A mentira é, assim, o alicerce da dignidade masculina e a garantia da liberdade e do livre arbítrio femininos, como único caminho de dizer “basta” a todo o tipo de humilhações aqui descritas que a narradora bem sintetiza nas palavras sábias proferidas pela rainha Vashti, repudiada pelo rei Xerxes I da Pérsia porque ousou fazer-lhe frente, opondo-se à ordem de exigir a sua presença junto dele:
“Não te entregues como escrava a nenhum homem” ( in “O Ardil de Ester”, p.326 ).

A vida – e até a morte – de reis e rainhas, concubinas e escravas, eunucos e guerreiros e demais gente do povo decorre, oficialmente, no embuste e o faz-de-conta “abençoados” pelos sopros sibilantes do Além.

Interessante é que, à medida que vamos progredindo na leitura destes contos, damo-nos conta de que a submissão e obediência da mulher – e correspondente trama de mentiras do homem – evoluem de modo inversamente proporcional à preponderância masculina: de facto, a revolta pela sua condição vergonhosa e aviltante vai urdindo a manha da mentira, disfarçada de verdade, tal como – afinal – foi aprendendo, talvez sem querer, com os homens que, de uma maneira ou de outra, a foram tocando.
E...
“Quem quebra a cerviz, não quebra os rins” ( p.145 )

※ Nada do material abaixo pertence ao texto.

use std::time::Duration;

use crate::error::GatewayError;
use crate::gateway::{select_source, Source};

const DEFAULT_BASE_URL: &str = "http://localhost:4000";
const DEFAULT_TIMEOUT_SECS: u64 = 10;

/// Content gateway configuration loaded from environment variables.
#[derive(Debug, Clone, PartialEq, Eq)]
pub struct GatewayConfig {
    /// Base URL of the CMS REST API (without the `/api` suffix).
    pub rest_base_url: String,
    /// Bearer token attached to REST requests when set.
    pub api_token: Option<String>,
    /// Capability flag: this deployment can run the direct client.
    pub direct_client: bool,
    /// CMS secret; its presence gates the direct client.
    pub cms_secret: Option<String>,
    /// Connection string of the direct document store.
    pub database_url: Option<String>,
    /// Upper bound for a single REST request.
    pub request_timeout_secs: u64,
}

impl Default for GatewayConfig {
    fn default() -> Self {
        Self {
            rest_base_url: DEFAULT_BASE_URL.to_string(),
            api_token: None,
            direct_client: false,
            cms_secret: None,
            database_url: None,
            request_timeout_secs: DEFAULT_TIMEOUT_SECS,
        }
    }
}

impl GatewayConfig {
    /// Load configuration from environment variables with defaults.
    ///
    /// | Env Var                    | Default                 |
    /// |----------------------------|-------------------------|
    /// | `CMS_BASE_URL`             | `http://localhost:4000` |
    /// | `CMS_API_TOKEN`            | unset                   |
    /// | `CMS_DIRECT_CLIENT`        | `false`                 |
    /// | `PAYLOAD_SECRET`           | unset                   |
    /// | `DATABASE_URL`             | unset                   |
    /// | `CMS_REQUEST_TIMEOUT_SECS` | `10`                    |
    pub fn from_env() -> Result<Self, GatewayError> {
        Self::from_lookup(|key| std::env::var(key).ok())
    }

    /// Load configuration through an arbitrary variable lookup.
    pub fn from_lookup(lookup: impl Fn(&str) -> Option<String>) -> Result<Self, GatewayError> {
        let non_empty = |key: &str| lookup(key).map(|v| v.trim().to_string()).filter(|v| !v.is_empty());

        let rest_base_url = non_empty("CMS_BASE_URL")
            .unwrap_or_else(|| DEFAULT_BASE_URL.to_string())
            .trim_end_matches('/')
            .to_string();

        let direct_client = match non_empty("CMS_DIRECT_CLIENT") {
            None => false,
            Some(raw) => parse_flag(&raw).ok_or_else(|| {
                GatewayError::Config(format!("CMS_DIRECT_CLIENT must be a boolean, got '{raw}'"))
            })?,
        };

        let request_timeout_secs = match non_empty("CMS_REQUEST_TIMEOUT_SECS") {
            None => DEFAULT_TIMEOUT_SECS,
            Some(raw) => raw.parse::<u64>().ok().filter(|secs| *secs > 0).ok_or_else(|| {
                GatewayError::Config(format!(
                    "CMS_REQUEST_TIMEOUT_SECS must be a positive integer, got '{raw}'"
                ))
            })?,
        };

        Ok(Self {
            rest_base_url,
            api_token: non_empty("CMS_API_TOKEN"),
            direct_client,
            cms_secret: non_empty("PAYLOAD_SECRET"),
            database_url: non_empty("DATABASE_URL"),
            request_timeout_secs,
        })
    }

    /// Whether the direct client may be used: the deployment is capable
    /// and the CMS secret is configured.
    pub fn direct_enabled(&self) -> bool {
        select_source(self.direct_client, self.cms_secret.is_some()) == Source::Direct
    }

    pub fn request_timeout(&self) -> Duration {
        Duration::from_secs(self.request_timeout_secs)
    }
}

fn parse_flag(raw: &str) -> Option<bool> {
    match raw.to_ascii_lowercase().as_str() {
        "1" | "true" | "yes" | "on" => Some(true),
        "0" | "false" | "no" | "off" => Some(false),
        _ => None,
    }
}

A hipocrisia masculina vai, por consequência, dando lugar à hipocrisia feminina mas isso acontece sobretudo a partir conto V, “O harém de Jacob”, para se acentuar no conto VII, “A esposa do eunuco”, no conto VIII, “As provações de Judá”, no conto IX, “A dívida de Sisara” onde se acrescenta à mulher ardilosamente vingativa a solidariedade conivente e cúmplice da pitonisa Débora que, juntas, vencem a preponderância masculina.
Também no conto X, “As matanças de Sansão”, a desonestidade e a traição de Dalila determinam a tragédia que, agora, é dádiva de vida do próprio Sansão.
E fica a sentença:
“Não contes segredos a uma mulher” ( p. 341 )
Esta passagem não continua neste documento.